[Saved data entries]
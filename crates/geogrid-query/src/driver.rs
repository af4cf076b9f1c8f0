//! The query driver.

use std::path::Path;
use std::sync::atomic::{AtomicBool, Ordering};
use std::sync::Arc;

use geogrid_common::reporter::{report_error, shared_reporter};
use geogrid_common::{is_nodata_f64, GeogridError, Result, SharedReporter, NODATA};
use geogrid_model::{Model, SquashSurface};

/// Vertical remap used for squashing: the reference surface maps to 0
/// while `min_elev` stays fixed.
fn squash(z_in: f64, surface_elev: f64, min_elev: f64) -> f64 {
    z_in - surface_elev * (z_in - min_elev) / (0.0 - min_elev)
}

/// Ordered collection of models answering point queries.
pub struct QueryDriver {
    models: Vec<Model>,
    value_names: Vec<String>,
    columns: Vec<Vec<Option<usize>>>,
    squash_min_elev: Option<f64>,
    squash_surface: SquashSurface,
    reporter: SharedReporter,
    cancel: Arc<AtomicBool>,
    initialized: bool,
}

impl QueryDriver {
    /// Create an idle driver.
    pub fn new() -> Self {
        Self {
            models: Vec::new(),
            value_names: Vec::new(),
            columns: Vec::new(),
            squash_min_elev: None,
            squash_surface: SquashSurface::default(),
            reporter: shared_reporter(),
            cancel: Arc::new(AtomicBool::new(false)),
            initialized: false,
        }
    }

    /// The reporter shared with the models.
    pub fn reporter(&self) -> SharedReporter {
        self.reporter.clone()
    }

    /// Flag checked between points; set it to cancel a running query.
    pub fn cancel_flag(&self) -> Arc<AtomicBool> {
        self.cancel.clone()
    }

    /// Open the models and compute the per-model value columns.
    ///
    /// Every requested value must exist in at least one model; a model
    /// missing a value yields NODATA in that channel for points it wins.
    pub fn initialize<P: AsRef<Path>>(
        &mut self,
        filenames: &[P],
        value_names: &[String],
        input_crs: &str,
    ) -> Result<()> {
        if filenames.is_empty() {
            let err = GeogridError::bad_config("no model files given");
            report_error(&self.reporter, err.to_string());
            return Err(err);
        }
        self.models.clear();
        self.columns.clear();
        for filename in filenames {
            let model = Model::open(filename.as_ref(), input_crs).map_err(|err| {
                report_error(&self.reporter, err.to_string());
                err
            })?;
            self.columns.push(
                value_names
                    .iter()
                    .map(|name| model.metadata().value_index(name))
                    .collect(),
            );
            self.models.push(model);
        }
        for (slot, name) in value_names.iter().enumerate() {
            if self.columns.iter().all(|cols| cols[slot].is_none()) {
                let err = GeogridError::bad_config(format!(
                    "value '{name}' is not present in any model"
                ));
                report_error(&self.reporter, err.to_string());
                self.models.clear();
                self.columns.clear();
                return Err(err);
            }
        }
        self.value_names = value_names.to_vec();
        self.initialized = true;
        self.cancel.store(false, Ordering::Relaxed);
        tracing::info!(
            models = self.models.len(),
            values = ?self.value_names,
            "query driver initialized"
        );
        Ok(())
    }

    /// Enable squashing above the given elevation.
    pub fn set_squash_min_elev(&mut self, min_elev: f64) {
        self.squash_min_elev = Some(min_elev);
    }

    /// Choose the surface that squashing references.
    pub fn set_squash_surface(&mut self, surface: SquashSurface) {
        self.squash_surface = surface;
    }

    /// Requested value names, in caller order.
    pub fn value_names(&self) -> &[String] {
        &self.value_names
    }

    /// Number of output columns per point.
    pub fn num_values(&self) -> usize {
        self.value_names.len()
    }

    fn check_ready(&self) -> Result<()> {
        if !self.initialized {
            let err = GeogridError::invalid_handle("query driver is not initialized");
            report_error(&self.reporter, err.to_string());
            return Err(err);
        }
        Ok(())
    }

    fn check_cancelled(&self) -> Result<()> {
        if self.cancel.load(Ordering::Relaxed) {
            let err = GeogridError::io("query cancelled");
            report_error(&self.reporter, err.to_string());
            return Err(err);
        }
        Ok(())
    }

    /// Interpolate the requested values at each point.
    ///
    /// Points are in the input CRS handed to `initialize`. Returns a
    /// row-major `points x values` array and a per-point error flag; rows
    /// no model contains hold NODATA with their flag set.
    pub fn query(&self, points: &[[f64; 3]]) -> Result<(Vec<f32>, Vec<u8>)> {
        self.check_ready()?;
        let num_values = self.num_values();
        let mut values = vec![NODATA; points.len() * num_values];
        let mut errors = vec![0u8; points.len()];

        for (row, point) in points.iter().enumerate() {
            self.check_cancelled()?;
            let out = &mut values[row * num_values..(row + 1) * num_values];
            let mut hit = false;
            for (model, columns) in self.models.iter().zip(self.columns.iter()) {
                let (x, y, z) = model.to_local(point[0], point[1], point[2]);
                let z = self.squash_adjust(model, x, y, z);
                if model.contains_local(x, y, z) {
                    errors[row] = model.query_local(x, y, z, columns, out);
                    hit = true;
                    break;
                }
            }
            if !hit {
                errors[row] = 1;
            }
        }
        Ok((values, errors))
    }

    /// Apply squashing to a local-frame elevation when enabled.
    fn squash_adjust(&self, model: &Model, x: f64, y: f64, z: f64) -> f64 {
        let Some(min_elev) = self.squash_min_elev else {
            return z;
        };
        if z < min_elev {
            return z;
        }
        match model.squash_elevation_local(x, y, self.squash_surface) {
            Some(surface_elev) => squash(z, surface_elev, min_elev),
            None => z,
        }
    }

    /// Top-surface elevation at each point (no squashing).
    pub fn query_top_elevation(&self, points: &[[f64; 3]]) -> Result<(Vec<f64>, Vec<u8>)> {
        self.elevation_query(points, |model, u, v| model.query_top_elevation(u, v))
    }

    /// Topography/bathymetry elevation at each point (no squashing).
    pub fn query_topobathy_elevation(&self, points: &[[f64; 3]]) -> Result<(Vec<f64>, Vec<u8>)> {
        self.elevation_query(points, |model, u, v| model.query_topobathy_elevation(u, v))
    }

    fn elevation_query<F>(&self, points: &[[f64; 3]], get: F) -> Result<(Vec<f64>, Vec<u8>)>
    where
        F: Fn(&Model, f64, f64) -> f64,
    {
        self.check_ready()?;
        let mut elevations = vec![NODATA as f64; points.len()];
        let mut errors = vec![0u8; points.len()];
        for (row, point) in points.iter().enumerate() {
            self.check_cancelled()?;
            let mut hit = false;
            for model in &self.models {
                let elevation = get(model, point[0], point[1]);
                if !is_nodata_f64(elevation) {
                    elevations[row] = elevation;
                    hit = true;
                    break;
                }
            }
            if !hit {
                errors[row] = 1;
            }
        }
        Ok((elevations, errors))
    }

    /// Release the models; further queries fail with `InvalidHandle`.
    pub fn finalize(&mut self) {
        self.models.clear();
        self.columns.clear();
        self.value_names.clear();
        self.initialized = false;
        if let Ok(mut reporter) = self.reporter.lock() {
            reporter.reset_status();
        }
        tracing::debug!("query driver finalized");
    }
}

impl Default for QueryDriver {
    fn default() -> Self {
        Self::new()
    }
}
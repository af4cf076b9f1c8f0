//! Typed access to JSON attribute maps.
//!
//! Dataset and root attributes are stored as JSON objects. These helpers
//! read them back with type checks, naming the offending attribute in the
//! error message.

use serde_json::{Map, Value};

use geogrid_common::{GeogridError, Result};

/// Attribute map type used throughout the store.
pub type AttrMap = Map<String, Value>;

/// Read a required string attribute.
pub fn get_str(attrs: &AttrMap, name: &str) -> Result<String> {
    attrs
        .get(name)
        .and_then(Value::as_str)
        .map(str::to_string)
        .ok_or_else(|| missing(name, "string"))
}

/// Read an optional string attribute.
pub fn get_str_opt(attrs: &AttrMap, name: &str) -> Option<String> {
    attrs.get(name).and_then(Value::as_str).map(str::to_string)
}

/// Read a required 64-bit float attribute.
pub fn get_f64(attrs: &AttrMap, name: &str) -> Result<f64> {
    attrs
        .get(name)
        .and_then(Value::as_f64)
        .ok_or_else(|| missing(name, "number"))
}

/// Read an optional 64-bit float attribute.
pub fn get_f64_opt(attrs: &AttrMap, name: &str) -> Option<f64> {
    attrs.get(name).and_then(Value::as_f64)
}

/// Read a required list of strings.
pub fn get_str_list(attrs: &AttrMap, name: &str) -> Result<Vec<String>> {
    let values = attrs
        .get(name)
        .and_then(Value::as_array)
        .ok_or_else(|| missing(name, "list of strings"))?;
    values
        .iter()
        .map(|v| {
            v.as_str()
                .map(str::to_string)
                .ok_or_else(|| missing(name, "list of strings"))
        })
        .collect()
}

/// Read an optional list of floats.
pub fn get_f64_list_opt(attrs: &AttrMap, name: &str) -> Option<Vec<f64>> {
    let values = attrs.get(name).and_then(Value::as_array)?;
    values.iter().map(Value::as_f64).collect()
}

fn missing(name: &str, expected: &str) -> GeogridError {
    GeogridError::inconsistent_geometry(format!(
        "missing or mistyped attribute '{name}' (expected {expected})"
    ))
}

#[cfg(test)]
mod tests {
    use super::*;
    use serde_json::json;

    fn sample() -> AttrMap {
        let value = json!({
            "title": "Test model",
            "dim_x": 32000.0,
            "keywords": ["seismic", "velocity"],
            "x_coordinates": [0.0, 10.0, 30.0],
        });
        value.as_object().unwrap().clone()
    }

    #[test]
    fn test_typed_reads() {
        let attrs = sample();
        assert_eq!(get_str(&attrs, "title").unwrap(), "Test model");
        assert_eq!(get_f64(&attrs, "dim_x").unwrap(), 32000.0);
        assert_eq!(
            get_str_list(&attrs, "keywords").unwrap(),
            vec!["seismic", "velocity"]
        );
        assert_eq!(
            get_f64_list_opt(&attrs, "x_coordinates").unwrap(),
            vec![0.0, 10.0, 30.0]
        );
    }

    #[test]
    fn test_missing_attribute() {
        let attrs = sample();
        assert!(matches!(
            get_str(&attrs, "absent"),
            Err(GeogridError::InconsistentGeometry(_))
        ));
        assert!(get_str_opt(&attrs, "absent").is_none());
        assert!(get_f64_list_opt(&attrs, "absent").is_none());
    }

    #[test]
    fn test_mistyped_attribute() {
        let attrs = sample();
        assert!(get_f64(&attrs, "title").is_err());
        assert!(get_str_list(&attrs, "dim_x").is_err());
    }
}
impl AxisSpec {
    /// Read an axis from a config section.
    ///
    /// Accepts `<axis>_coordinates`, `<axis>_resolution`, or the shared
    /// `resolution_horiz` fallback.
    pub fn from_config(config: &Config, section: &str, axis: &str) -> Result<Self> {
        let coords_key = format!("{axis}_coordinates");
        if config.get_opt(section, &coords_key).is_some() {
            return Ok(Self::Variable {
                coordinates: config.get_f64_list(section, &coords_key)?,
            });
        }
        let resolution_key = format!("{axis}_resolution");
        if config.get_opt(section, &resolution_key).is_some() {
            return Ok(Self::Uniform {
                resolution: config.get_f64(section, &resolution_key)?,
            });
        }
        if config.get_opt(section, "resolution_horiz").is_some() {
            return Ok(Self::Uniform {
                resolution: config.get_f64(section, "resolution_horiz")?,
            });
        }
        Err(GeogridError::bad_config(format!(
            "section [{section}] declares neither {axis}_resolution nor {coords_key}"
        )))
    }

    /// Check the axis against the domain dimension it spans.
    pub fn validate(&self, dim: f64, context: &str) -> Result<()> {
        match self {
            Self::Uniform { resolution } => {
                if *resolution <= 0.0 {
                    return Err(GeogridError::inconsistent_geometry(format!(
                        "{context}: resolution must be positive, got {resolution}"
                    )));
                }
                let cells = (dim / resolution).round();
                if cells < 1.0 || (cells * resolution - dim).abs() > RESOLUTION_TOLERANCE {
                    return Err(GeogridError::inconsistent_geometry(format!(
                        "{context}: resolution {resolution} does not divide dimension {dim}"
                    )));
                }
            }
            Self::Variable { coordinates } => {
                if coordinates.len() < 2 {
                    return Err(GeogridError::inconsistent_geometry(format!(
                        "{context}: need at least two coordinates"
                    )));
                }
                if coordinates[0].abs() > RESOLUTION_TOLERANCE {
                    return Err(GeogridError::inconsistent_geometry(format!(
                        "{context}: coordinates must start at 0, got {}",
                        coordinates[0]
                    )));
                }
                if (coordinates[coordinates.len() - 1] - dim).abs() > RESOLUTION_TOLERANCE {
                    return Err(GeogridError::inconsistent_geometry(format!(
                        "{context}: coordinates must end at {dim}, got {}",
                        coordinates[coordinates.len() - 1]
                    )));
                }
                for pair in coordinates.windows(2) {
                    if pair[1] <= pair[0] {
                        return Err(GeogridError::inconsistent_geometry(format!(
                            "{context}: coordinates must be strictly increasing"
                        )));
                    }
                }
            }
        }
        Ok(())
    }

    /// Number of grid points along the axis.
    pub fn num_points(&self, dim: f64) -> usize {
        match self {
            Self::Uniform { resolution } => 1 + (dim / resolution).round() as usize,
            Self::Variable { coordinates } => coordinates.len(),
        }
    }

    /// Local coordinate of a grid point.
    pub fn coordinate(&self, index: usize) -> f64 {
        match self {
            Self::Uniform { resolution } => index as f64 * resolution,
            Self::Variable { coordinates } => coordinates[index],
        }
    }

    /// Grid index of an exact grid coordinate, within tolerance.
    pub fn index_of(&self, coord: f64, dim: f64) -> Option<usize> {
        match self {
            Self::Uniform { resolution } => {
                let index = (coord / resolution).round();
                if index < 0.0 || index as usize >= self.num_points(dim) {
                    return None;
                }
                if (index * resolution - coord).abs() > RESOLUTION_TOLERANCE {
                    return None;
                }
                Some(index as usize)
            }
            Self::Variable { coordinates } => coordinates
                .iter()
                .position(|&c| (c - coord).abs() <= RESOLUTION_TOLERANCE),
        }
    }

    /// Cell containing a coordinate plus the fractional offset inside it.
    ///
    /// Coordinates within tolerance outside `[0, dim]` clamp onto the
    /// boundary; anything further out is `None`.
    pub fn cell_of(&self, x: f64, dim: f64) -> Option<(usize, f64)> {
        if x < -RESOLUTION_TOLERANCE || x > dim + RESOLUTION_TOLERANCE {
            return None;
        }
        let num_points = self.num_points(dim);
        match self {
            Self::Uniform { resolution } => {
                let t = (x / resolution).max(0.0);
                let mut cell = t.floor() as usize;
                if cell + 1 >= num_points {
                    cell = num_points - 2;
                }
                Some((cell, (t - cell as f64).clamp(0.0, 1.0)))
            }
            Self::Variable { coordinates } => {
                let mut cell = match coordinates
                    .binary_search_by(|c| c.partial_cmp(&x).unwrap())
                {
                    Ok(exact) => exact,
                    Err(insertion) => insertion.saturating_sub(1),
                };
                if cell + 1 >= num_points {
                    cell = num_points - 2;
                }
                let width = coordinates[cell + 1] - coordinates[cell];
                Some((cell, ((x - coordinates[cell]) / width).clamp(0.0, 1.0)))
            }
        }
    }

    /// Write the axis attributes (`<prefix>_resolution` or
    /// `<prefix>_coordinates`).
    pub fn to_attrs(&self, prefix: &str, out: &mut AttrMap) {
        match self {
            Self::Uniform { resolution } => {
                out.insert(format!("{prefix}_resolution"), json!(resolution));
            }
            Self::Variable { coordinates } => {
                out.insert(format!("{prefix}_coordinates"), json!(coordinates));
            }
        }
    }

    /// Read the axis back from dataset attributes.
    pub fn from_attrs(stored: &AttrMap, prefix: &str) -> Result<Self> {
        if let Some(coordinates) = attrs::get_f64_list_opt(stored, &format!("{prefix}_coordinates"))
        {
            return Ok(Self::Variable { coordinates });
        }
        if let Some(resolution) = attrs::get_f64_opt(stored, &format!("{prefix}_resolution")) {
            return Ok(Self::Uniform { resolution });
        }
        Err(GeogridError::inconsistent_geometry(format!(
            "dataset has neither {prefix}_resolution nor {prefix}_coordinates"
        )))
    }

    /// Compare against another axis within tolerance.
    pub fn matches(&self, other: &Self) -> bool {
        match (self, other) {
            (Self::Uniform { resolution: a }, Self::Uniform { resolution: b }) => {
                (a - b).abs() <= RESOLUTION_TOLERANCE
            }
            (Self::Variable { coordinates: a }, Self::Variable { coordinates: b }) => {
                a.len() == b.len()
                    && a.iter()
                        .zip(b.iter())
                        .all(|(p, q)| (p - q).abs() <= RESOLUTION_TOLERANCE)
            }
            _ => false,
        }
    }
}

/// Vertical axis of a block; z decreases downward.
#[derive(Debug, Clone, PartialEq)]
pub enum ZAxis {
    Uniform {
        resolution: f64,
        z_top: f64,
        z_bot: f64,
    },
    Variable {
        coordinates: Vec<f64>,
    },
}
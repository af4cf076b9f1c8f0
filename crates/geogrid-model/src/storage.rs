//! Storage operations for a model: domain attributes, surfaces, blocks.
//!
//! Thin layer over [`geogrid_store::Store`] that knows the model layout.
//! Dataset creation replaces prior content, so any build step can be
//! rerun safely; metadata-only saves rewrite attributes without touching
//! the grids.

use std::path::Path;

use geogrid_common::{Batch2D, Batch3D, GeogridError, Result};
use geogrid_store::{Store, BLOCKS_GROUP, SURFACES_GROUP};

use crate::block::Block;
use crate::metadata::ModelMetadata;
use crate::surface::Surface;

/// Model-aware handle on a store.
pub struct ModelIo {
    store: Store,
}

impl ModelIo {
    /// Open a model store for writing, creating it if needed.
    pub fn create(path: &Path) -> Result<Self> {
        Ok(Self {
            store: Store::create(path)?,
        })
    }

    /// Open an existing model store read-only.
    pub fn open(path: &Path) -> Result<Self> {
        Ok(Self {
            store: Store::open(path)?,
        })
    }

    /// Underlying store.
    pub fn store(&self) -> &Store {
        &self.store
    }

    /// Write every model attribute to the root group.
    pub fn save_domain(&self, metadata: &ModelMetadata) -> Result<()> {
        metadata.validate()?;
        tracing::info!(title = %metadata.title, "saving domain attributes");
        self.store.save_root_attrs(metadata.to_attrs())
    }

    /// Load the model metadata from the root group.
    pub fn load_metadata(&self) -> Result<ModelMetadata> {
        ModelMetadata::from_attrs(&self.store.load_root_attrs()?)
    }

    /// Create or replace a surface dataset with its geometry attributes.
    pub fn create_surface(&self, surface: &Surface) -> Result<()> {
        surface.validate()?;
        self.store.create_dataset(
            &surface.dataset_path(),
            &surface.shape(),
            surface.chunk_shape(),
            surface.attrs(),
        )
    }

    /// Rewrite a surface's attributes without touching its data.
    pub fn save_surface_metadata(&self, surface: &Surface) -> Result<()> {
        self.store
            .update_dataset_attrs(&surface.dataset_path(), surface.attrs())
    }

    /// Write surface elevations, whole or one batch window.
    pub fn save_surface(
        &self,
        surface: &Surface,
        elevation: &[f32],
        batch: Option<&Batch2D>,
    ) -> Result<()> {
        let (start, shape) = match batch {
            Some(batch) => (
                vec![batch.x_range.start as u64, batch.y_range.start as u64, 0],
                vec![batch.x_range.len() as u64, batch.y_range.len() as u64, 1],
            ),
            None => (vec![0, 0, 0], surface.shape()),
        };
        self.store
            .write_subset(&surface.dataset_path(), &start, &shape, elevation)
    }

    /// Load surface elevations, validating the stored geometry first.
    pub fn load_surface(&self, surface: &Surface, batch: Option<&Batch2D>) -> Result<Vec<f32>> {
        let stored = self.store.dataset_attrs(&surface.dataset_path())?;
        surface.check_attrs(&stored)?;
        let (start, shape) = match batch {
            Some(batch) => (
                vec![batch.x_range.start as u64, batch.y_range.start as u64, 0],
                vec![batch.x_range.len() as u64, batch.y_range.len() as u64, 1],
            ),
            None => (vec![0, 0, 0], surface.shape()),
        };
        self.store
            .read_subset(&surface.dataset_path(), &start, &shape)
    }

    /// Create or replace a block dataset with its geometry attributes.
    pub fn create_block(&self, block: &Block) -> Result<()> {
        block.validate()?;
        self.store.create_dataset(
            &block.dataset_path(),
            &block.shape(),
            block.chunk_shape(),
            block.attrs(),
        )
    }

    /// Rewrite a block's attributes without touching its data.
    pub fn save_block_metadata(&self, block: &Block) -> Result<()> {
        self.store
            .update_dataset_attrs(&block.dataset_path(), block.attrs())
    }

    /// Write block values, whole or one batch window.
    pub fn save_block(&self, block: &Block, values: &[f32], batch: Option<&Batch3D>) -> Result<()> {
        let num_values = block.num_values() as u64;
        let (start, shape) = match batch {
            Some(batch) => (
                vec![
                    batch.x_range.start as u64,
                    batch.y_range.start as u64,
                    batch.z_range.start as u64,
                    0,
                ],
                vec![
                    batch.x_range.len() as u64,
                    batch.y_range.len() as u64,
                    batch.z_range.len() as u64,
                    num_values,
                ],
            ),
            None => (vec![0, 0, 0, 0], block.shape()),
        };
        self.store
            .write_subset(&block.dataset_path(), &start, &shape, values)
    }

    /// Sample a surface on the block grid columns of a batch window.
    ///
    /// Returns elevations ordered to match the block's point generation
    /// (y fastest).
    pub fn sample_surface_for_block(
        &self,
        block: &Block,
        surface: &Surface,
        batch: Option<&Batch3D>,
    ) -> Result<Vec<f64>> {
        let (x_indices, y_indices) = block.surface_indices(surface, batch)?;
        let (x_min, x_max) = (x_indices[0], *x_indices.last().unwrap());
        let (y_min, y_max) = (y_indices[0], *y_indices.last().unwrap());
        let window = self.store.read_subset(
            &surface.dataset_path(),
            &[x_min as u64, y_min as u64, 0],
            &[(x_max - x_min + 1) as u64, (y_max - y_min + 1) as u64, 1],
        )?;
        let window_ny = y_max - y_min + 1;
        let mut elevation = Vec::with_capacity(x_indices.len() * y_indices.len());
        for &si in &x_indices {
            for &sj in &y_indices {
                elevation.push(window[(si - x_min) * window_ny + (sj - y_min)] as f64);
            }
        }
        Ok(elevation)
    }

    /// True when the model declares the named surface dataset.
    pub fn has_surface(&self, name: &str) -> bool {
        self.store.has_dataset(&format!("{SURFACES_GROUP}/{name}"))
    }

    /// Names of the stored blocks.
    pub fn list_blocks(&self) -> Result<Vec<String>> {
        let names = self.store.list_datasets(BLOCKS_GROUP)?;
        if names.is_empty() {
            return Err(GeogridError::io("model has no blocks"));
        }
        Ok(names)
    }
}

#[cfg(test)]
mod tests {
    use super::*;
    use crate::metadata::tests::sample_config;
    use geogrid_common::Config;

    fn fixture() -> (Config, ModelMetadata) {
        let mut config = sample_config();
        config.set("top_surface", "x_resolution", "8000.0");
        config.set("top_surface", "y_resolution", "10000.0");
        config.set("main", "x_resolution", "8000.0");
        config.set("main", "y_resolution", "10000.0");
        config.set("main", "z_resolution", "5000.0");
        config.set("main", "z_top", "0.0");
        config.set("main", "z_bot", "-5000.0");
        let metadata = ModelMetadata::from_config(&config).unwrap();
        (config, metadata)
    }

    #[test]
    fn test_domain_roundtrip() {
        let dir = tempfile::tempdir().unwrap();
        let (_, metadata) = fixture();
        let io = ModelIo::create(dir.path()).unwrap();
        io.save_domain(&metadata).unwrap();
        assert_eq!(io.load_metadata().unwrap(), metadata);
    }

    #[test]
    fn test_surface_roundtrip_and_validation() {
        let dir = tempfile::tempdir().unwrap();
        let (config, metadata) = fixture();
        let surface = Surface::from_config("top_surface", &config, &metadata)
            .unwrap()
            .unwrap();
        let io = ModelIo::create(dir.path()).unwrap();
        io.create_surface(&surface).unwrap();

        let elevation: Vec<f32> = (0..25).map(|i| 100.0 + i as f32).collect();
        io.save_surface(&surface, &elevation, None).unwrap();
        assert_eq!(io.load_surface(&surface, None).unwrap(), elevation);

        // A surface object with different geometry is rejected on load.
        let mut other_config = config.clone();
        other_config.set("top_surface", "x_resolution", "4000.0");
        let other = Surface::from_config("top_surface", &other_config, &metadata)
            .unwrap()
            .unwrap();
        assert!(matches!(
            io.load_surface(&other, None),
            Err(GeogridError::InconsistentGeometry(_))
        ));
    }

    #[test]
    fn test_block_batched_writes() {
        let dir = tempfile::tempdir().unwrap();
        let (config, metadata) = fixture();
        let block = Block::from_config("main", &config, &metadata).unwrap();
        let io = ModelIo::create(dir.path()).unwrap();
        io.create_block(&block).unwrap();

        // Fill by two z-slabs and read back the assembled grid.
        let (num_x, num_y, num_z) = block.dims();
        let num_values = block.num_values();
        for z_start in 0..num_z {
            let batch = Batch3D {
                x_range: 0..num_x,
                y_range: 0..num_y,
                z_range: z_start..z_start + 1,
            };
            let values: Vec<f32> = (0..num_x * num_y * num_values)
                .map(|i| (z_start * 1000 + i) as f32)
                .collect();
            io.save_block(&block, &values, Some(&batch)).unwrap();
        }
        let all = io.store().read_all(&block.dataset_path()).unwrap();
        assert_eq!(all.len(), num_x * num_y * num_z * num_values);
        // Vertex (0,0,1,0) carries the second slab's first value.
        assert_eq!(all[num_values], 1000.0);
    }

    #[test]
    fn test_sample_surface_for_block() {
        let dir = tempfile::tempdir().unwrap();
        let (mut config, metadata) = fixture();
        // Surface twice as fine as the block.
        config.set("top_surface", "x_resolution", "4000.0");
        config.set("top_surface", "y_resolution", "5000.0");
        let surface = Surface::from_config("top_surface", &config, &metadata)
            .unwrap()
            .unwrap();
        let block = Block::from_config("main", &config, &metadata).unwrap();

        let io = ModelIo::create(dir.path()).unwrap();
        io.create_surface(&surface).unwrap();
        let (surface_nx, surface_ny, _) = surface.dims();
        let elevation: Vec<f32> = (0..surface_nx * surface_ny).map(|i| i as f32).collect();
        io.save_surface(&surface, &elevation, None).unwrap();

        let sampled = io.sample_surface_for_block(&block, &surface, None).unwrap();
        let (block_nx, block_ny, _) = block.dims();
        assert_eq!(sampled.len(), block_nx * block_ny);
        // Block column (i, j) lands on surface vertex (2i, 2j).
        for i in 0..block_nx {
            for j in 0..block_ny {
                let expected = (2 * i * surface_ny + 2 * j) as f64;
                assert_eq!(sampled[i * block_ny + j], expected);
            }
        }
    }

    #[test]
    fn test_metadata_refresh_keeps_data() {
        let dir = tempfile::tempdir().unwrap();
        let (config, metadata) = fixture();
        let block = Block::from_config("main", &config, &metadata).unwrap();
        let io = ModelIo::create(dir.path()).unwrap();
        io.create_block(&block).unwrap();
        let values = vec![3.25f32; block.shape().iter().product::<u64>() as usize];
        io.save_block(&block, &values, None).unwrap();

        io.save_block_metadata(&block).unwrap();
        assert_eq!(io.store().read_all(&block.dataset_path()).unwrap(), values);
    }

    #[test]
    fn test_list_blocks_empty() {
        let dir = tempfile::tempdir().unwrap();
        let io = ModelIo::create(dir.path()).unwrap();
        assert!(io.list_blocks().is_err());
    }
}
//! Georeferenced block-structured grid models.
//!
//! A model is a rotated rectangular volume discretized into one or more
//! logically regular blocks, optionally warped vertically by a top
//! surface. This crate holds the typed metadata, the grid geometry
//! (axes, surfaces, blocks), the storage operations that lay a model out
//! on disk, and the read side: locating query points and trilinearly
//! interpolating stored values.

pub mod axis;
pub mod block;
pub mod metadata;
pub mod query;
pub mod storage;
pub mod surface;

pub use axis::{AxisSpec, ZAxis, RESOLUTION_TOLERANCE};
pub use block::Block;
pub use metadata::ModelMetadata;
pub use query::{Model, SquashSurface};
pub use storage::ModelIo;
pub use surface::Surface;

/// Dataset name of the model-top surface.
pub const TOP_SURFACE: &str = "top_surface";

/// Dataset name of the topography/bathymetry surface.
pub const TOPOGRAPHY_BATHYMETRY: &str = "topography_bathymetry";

▸ **Assigned task**: Wherever the word "clear" turns up in the records, copy out the line it is on.

▸ **Solution**:
        self.models.clear();
        self.columns.clear();
                self.models.clear();
                self.columns.clear();
        self.models.clear();
        self.columns.clear();
        self.value_names.clear();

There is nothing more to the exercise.